I hereby declare that cs.utk.edu is an IDN. We will now spend twenty
years trying to convince all application programs to display it as the
international picture of an ostrich with his head in the sand.
Look, Keith, we've deployed an IDN in zero time! Infinite rate! You
didn't even have to touch your DNS records!
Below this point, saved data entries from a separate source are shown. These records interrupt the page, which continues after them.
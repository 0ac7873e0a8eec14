use std::fs::File;
use std::io::{BufReader, BufWriter};
use std::path::{Path, PathBuf};

use anyhow::Context;
use serde::{Deserialize, Serialize};

use crate::constants::{MAX_INTERPOL, MAX_ORDER, MIN_ORDER};
use crate::error::{AssignError, Result};
use crate::interlace::InterlaceLayout;
use crate::mesh_3d::MeshGeometry;

/// Run-wide assignment settings. Fixed for the lifetime of a
/// [`ChargeAssigner`](crate::interlace::ChargeAssigner).
#[derive(Debug, Clone, PartialEq, Serialize, Deserialize)]
#[serde(default)]
pub struct AssignConfig {
    pub order: usize,
    pub mesh: usize,
    pub box_length: f64,
    /// Second mesh shifted by half a cell, results averaged.
    pub interlaced: bool,
    pub layout: InterlaceLayout,
    /// Analytic-derivative forces instead of a gathered field.
    pub derivatives: bool,
    pub max_interpol: usize,
    pub parallel: bool,
}

impl Default for AssignConfig {
    fn default() -> Self {
        Self {
            order: 3,
            mesh: 32,
            box_length: 10.0,
            interlaced: false,
            layout: InterlaceLayout::Separate,
            derivatives: false,
            max_interpol: MAX_INTERPOL,
            parallel: false,
        }
    }
}

impl AssignConfig {
    /// Checks every field and returns the mesh geometry they describe.
    pub fn validate(&self) -> Result<MeshGeometry> {
        if !(MIN_ORDER..=MAX_ORDER).contains(&self.order) {
            return Err(AssignError::UnsupportedOrder(self.order));
        }
        let geometry = MeshGeometry::init(self.mesh, self.box_length)?;
        if self.mesh < self.order {
            return Err(AssignError::invalid_mesh(
                self.mesh, format!("needs at least {} cells for order {} stencils",
                                   self.order, self.order)));
        }
        if self.max_interpol == 0 {
            return Err(AssignError::InvalidTableResolution);
        }
        Ok(geometry)
    }

    pub fn from_json_file(path: impl AsRef<Path>) -> anyhow::Result<Self> {
        let path = path.as_ref();
        let file = File::open(path)
            .with_context(|| format!("opening config {}", path.display()))?;
        let config: Self = serde_json::from_reader(BufReader::new(file))
            .with_context(|| format!("parsing config {}", path.display()))?;
        config.validate()?;
        Ok(config)
    }

    /// Writes `config.json` into `out_dir`, creating it if needed.
    pub fn write_to_dir(&self, out_dir: impl AsRef<Path>) -> anyhow::Result<PathBuf> {
        std::fs::create_dir_all(out_dir.as_ref())?;
        let path = out_dir.as_ref().join("config.json");
        let file = File::create(&path)?;
        serde_json::to_writer_pretty(BufWriter::new(file), self)?;
        Ok(path)
    }
}
//! Fourier-space properties of the assignment functions.
//!
//! The influence function itself belongs to the k-space solver; these are
//! the pieces of it that depend only on the assignment order.

use std::f64::consts::PI;

pub fn sinc(d: f64) -> f64 {
    if d == 0.0 {
        return 1.0;
    }
    let pid = PI * d;
    pid.sin() / pid
}

/// Fourier transform of the order-`order` assignment function at mesh
/// wave number `n`: `sinc(n / mesh)^order`.
pub fn kernel_hat(n: i64, mesh: usize, order: usize) -> f64 {
    sinc(n as f64 / mesh as f64).powi(order as i32)
}

/// Closed form of the alias sum `sum_m sinc(n/mesh + m)^(2 order)` as a
/// polynomial in `cos^2(pi n / mesh)`. Orders outside 1..=7 give 0.
pub fn aliasing_sum(n: i64, mesh_inv: f64, order: usize) -> f64 {
    let c = (PI * mesh_inv * n as f64).cos().powi(2);
    match order {
        1 => 1.0,
        2 => (1.0 + c * 2.0) / 3.0,
        3 => (2.0 + c * (11.0 + c * 2.0)) / 15.0,
        4 => (17.0 + c * (180.0 + c * (114.0 + c * 4.0))) / 315.0,
        5 => (62.0 + c * (1072.0 + c * (1452.0 + c * (247.0 + c * 2.0)))) / 2835.0,
        6 => (1382.0 + c * (35396.0 + c * (83021.0 + c * (34096.0 + c * (2026.0 + c * 4.0)))))
            / 155925.0,
        7 => (21844.0 + c * (776661.0 + c * (2801040.0 + c * (2123860.0
                + c * (349500.0 + c * (8166.0 + c * 4.0))))))
            / 6081075.0,
        _ => 0.0,
    }
}

#[cfg(test)]
mod tests {
    use super::*;

    #[test]
    fn sinc_limits() {
        assert_eq!(sinc(0.0), 1.0);
        assert!(sinc(1.0).abs() < 1e-15);
        assert!((sinc(0.5) - 2.0 / PI).abs() < 1e-15);
    }

    #[test]
    fn alias_sum_is_one_at_origin() {
        for order in 1..=7 {
            assert!((aliasing_sum(0, 1.0 / 16.0, order) - 1.0).abs() < 1e-14, "order {order}");
        }
    }

    #[test]
    fn alias_sum_matches_direct_sum() {
        // order 1 converges too slowly (1/m^2) for a truncated check
        let mesh = 16usize;
        for order in 2..=7 {
            for n in [1i64, 3, 5, 7] {
                let k = n as f64 / mesh as f64;
                let direct: f64 = (-2000i64..=2000)
                    .map(|m| sinc(k + m as f64).powi(2 * order as i32))
                    .sum();
                let closed = aliasing_sum(n, 1.0 / mesh as f64, order);
                assert!((direct - closed).abs() < 1e-6,
                        "order {order} n {n}: direct {direct} closed {closed}");
            }
        }
    }

    #[test]
    fn kernel_hat_is_sinc_power() {
        assert_eq!(kernel_hat(0, 8, 5), 1.0);
        let expect = sinc(0.25).powi(3);
        assert!((kernel_hat(2, 8, 3) - expect).abs() < 1e-15);
    }
}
Boy, I'm glad that, when you faced the much smaller problem of non-ASCII
subject lines back in 1991, you and your buddies decided to ``maximize
the rate'' of deployment by inventing your own encoding mechanisms,
rather than giving in to the demands of 8-bit transparency. Oh, sure, we
still have quite a few display failures eleven years later, and users in
Europe are constantly sending raw ISO 8859-1 in violation of your 7-bit
requirement, and sendmail still has problems with UTF-8, and now we're
facing years of IDNA pain followed by years of IDNA-MAILBOX pain, but
you were able to _instantaneously_ deploy Quoted-Printable back in 1991,
and that's what matters! Brilliant!
Even better, your incisive design decisions mean that billions of people
will be able to continue using their 36-bit computers, which, as you
know, are incapable of processing character data in units other than 7
bits, because 36 is not divisible by 8, but it is divisible by 7, um,
well, except for the remainder of 1, but who's counting? The point is,
Keith, THANK YOU! You've made all our lives so much better! I hope
someday you can travel to Taiwan and meet some of your fans.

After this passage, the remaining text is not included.